I’ve already written a bit about how to contribute in this article, so put it in your reading queue when you finish this one.

“Sell me this pen” (Personal Marketing)

The classic scene from “The Wolf of Wall Street” works for us too. You can be the most dedicated student, but if no one knows it, you’ll remain invisible.

Sell your brand. Use LinkedIn, create a blog or a channel. This isn’t about being an influencer, but about being found.

Practical tips to stand out:

  • Use authority words:
    • Instead of “I learned how to use XYZ technology,” use “Today I’m going to teach you how to use XYZ to solve this problem.”
    • Instead of “I did a small study project,” use “I created [Project Name] to automate task X.”
  • Praise what you do (even the obvious):
    • Updated a documentation? “Improved user experience by ensuring robust documentation.”
    • Created a database index? “Reduced the response time of screen X from Y seconds to Z milliseconds.”
    • Fixed a critical bug at dawn? Tell the story: what was the problem, how it impacted the client, and how you solved it (use the S.T.A.R. methodology). Coming to the daily and just saying “I fixed the bug” is a disservice to your own effort.
  • Document EVERYTHING:
    • Take notes: Have a “second brain” (Obsidian, Notion, paper).
    • Create articles: Share what you just learned.
    • GitHub: Keep your repositories organized, even the private ones.
    • Within the Company: Document processes through Wikis, describe your tasks in detail, and leave useful traces. This serves as reference material and as proof of value when it’s time to ask for a promotion.

Remember: “Those who are not seen, are not remembered.” Having easy access to what you’ve done is your greatest weapon in future interviews or performance reviews.

With great power comes great responsibility

If you follow these tips, your authority will grow. But beware: authority without consistent results is just hype. As Linus Torvalds would say: “Talk is cheap.

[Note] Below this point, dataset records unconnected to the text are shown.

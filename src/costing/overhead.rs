//! Overhead cost

use crate::core::numeric::Amount;
use crate::entities::overhead::{OverheadBasis, OverheadConfig};

/// Overhead for a given labor total.
///
/// `per_unit` returns the flat amount; `labor_percent` returns
/// `labor * rate_percent`. A negative or non-finite labor total counts as 0.
pub fn overhead_cost(labor: f64, config: &OverheadConfig) -> f64 {
    match config.basis {
        OverheadBasis::PerUnit => config.per_unit_amount.get(),
        OverheadBasis::LaborPercent => Amount::new(labor).get() * config.rate_percent.get(),
    }
}
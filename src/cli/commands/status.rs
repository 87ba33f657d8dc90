//! `plm status` command - Style dashboard

use console::style;
use miette::{IntoDiagnostic, Result};
use serde::Serialize;

use crate::cli::helpers::{check_mark, format_percent, sparkline, Money};
use crate::cli::{GlobalOpts, OutputFormat, Session};
use crate::core::identity::EntityId;
use crate::costing::{CostBreakdown, MarkerUtilization};
use crate::entities::{Stage, StyleDossier};

#[derive(clap::Args, Debug)]
pub struct StatusArgs {
    /// Show only one section (gates, risks, kpis, cost, sourcing, changes, validation)
    #[arg(long)]
    pub section: Option<String>,
}

#[derive(Debug, Serialize)]
struct StatusReport<'a> {
    style: &'a EntityId,
    title: &'a str,
    stage: Stage,
    gates_done: usize,
    gates_total: usize,
    risks: &'a [String],
    costing: CostBreakdown,
    #[serde(skip_serializing_if = "Option::is_none")]
    marker: Option<MarkerUtilization>,
    open_rfqs: usize,
    quotes: usize,
    open_changes: usize,
    #[serde(skip_serializing_if = "Option::is_none")]
    oldest_change_days: Option<u32>,
    samples: usize,
    failed_tests: usize,
    fallback: bool,
}

impl<'a> StatusReport<'a> {
    fn collect(dossier: &'a StyleDossier, fallback: bool) -> Self {
        let s = &dossier.style;
        let changes = &dossier.changes;
        Self {
            style: dossier.id(),
            title: &s.title,
            stage: s.stage,
            gates_done: s.gates_done(),
            gates_total: s.gates.len(),
            risks: &s.risks,
            costing: dossier.costing(),
            marker: dossier.marker_utilization().ok(),
            open_rfqs: dossier
                .rfqs
                .iter()
                .filter(|r| r.status.eq_ignore_ascii_case("open"))
                .count(),
            quotes: dossier.quotes.len(),
            open_changes: changes
                .ecr
                .iter()
                .chain(changes.eco.iter())
                .filter(|c| !is_closed(&c.state))
                .count(),
            oldest_change_days: changes.oldest().map(|c| c.age_days),
            samples: dossier.validation.samples.len(),
            failed_tests: dossier.validation.failed_tests(),
            fallback,
        }
    }
}

fn is_closed(state: &str) -> bool {
    matches!(
        state.to_lowercase().as_str(),
        "closed" | "done" | "implemented" | "rejected"
    )
}

const SECTIONS: &[&str] = &[
    "gates",
    "risks",
    "kpis",
    "cost",
    "sourcing",
    "changes",
    "validation",
];

pub fn run(args: StatusArgs, global: &GlobalOpts) -> Result<()> {
    let session = Session::open(global)?;

    if let Some(section) = &args.section {
        if !SECTIONS.contains(&section.as_str()) {
            return Err(miette::miette!(
                help = format!("valid sections: {}", SECTIONS.join(", ")),
                "unknown section '{}'",
                section
            ));
        }
    }

    let loaded = session.load()?;
    let report = StatusReport::collect(&loaded.dossier, loaded.origin.is_fallback());

    match session.format() {
        OutputFormat::Json => {
            println!("{}", serde_json::to_string_pretty(&report).into_diagnostic()?);
        }
        OutputFormat::Yaml => {
            print!("{}", serde_yml::to_string(&report).into_diagnostic()?);
        }
        _ => print!(
            "{}",
            render_dashboard(&loaded.dossier, &report, &session.money(), args.section.as_deref())
        ),
    }
    Ok(())
}

fn heading(title: &str) -> String {
    format!("\n{}\n", style(title).bold())
}

fn render_dashboard(
    dossier: &StyleDossier,
    report: &StatusReport<'_>,
    money: &Money,
    only: Option<&str>,
) -> String {
    let show = |name: &str| only.map_or(true, |o| o == name);
    let mut out = String::new();
    let width = 56;

    out.push_str(&format!(
        "{}  {}\n",
        style(report.title).bold().underlined(),
        style(report.style).cyan()
    ));
    out.push_str(&format!(
        "Stage: {}   Season: {}   Manager: {}\n",
        report.stage, dossier.style.season, dossier.style.manager
    ));
    if report.fallback {
        out.push_str(&format!("{}\n", style("(sample data)").yellow()));
    }
    out.push_str(&"═".repeat(width));
    out.push('\n');

    if show("gates") {
        out.push_str(&heading(&format!(
            "GATES {}/{}",
            report.gates_done, report.gates_total
        )));
        for gate in &dossier.style.gates {
            out.push_str(&format!("  {} {}\n", check_mark(gate.done), gate.label));
        }
    }

    if show("risks") {
        out.push_str(&heading("CRITICAL RISKS"));
        if report.risks.is_empty() {
            out.push_str("  none\n");
        }
        for risk in report.risks {
            out.push_str(&format!("  {} {}\n", style("!").red(), risk));
        }
    }

    if show("kpis") {
        out.push_str(&heading("KPIs"));
        for kpi in &dossier.kpis {
            let last = kpi
                .series
                .last()
                .map(|v| format!("{}", v))
                .unwrap_or_else(|| "-".to_string());
            out.push_str(&format!(
                "  {:<20} {}  {}\n",
                kpi.name,
                sparkline(&kpi.series),
                last
            ));
        }
        match &report.marker {
            Some(m) => out.push_str(&format!(
                "  {:<20} {}  (end loss {})\n",
                "Marker efficiency",
                format_percent(m.efficiency_percent),
                format_percent(m.end_loss_percent)
            )),
            None => out.push_str(&format!("  {:<20} n/a\n", "Marker efficiency")),
        }
        out.push_str(&format!(
            "  {:<20} {} POM, {} test method(s), {} 3D asset(s)\n",
            "Specs",
            dossier.specs.pom.len(),
            dossier.specs.tests.len(),
            dossier.assets.len()
        ));
    }

    if show("cost") {
        let c = &report.costing;
        out.push_str(&heading("COST"));
        out.push_str(&format!(
            "  Material {}   CMT {}   Packaging {}\n",
            money.format(c.material),
            money.format(c.cmt),
            money.format(c.packaging)
        ));
        out.push_str(&format!("  FOB (no freight) {}\n", style(money.format(c.fob)).bold()));
    }

    if show("sourcing") {
        out.push_str(&heading("SOURCING"));
        out.push_str(&format!(
            "  {} open RFQ(s), {} quote(s)\n",
            report.open_rfqs, report.quotes
        ));
    }

    if show("changes") {
        out.push_str(&heading("CHANGES"));
        out.push_str(&format!(
            "  {} ECR, {} ECO, {} open",
            dossier.changes.ecr.len(),
            dossier.changes.eco.len(),
            report.open_changes
        ));
        if let Some(days) = report.oldest_change_days {
            out.push_str(&format!(", oldest {} day(s)", days));
        }
        out.push('\n');
    }

    if show("validation") {
        out.push_str(&heading("VALIDATION"));
        let failed = if report.failed_tests > 0 {
            style(report.failed_tests.to_string()).red().to_string()
        } else {
            report.failed_tests.to_string()
        };
        out.push_str(&format!(
            "  {} sample(s), {} lab result(s), {} failed\n",
            report.samples,
            dossier.validation.lab.len(),
            failed
        ));
    }

    out
}
//! `plm op` command - Sewing operations

use clap::Subcommand;
use console::style;
use miette::Result;

use crate::cli::helpers::{parse_record_id, truncate_str, Money};
use crate::cli::table::{emit, Table};
use crate::cli::{GlobalOpts, OutputFormat, Session};
use crate::core::identity::EntityPrefix;
use crate::core::numeric::{Amount, Efficiency};
use crate::costing::labor_cost;
use crate::entities::Operation;

#[derive(Subcommand, Debug)]
pub enum OpCommands {
    /// List operations with their labor cost
    List,

    /// Add an operation
    Add(AddArgs),

    /// Edit fields of an existing operation
    Set(SetArgs),
}

#[derive(clap::Args, Debug)]
pub struct AddArgs {
    /// Operation name
    pub name: String,

    /// Standard minute value
    #[arg(long, default_value = "0", allow_negative_numbers = true)]
    pub smv: Amount,

    /// Labor rate per hour
    #[arg(long, default_value = "0", allow_negative_numbers = true)]
    pub rate: Amount,

    /// Line efficiency as a fraction (0.85); clamped to 0.5..1.0 when costing
    #[arg(long, short = 'e', default_value = "0.85", allow_negative_numbers = true)]
    pub efficiency: Efficiency,
}

#[derive(clap::Args, Debug)]
pub struct SetArgs {
    /// Operation id (OP-1, or just 1)
    pub id: String,

    #[arg(long)]
    pub name: Option<String>,

    #[arg(long, allow_negative_numbers = true)]
    pub smv: Option<Amount>,

    #[arg(long, allow_negative_numbers = true)]
    pub rate: Option<Amount>,

    #[arg(long, short = 'e', allow_negative_numbers = true)]
    pub efficiency: Option<Efficiency>,
}

pub fn run(cmd: OpCommands, global: &GlobalOpts) -> Result<()> {
    let session = Session::open(global)?;
    match cmd {
        OpCommands::List => run_list(&session),
        OpCommands::Add(args) => run_add(&session, args),
        OpCommands::Set(args) => run_set(&session, args),
    }
}

fn run_list(session: &Session) -> Result<()> {
    let loaded = session.load()?;
    let ops = &loaded.dossier.operations;
    let money = session.money();

    emit(session.format(), ops, &op_table(ops, &money))?;

    if session.format() == OutputFormat::Auto && !session.global.quiet {
        let total_smv = ops.iter().fold(0.0, |acc, op| acc + op.smv.get());
        println!(
            "{} operation(s), {:.2} SMV, labor {}",
            ops.len(),
            total_smv,
            style(money.format(labor_cost(ops))).bold()
        );
    }
    Ok(())
}

fn op_table(ops: &[Operation], money: &Money) -> Table {
    let mut table = Table::new(["ID", "Operation", "SMV", "Rate/h", "Eff.", "Eff. used", "Cost"]);
    for op in ops {
        table.push_row([
            op.id.to_string(),
            truncate_str(&op.name, 28),
            op.smv.to_string(),
            money.plain(op.rate_per_hour.get()),
            op.efficiency.to_string(),
            format!("{:.2}", op.efficiency.effective()),
            money.plain(op.cost()),
        ]);
    }
    table
}

fn run_add(session: &Session, args: AddArgs) -> Result<()> {
    let mut dossier = session.load_for_edit()?;

    let op = Operation::new(args.name, args.smv, args.rate, args.efficiency);
    let cost = op.cost();
    let id = dossier
        .add_operation(op)
        .map_err(|e| miette::miette!("{}", e))?;
    session.save(&dossier)?;

    if session.global.quiet {
        println!("{}", id);
    } else {
        let money = session.money();
        println!(
            "{} Added {} ({} per garment), CMT now {}",
            style("✓").green(),
            style(&id).cyan(),
            money.format(cost),
            style(money.format(dossier.costing().cmt)).bold()
        );
    }
    Ok(())
}

fn run_set(session: &Session, args: SetArgs) -> Result<()> {
    let id = parse_record_id(EntityPrefix::Op, &args.id)?;
    let mut dossier = session.load_for_edit()?;

    let op = dossier
        .operation_mut(&id)
        .map_err(|e| miette::miette!("{}", e))?;
    if let Some(name) = args.name {
        op.name = name;
    }
    if let Some(smv) = args.smv {
        op.smv = smv;
    }
    if let Some(rate) = args.rate {
        op.rate_per_hour = rate;
    }
    if let Some(efficiency) = args.efficiency {
        op.efficiency = efficiency;
    }

    session.save(&dossier)?;
    session.note(format!(
        "{} Updated {}, CMT now {}",
        style("✓").green(),
        style(&id).cyan(),
        style(session.money().format(dossier.costing().cmt)).bold()
    ));
    Ok(())
}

Show me the code!”. Be consistent in your deliveries to keep your reputation intact.

Conclusion

Entering the technology market today is like trying to install a heavy dependency with dial-up internet: it takes time, fails halfway through, and requires patience. But the good news is that the market values resilience as much as technical knowledge.

Don’t just focus on learning the syntax of the trendy language; focus on understanding how to solve problems and, most importantly, how to connect with people. A career in IT is not a 100-meter dash; it’s a technical marathon where your greatest asset is the balance between code and human connections.

Now, stop reading, open the terminal, and start building your future. Your “self” from two years from now will thank you for not giving up on the first error: 404 of your career.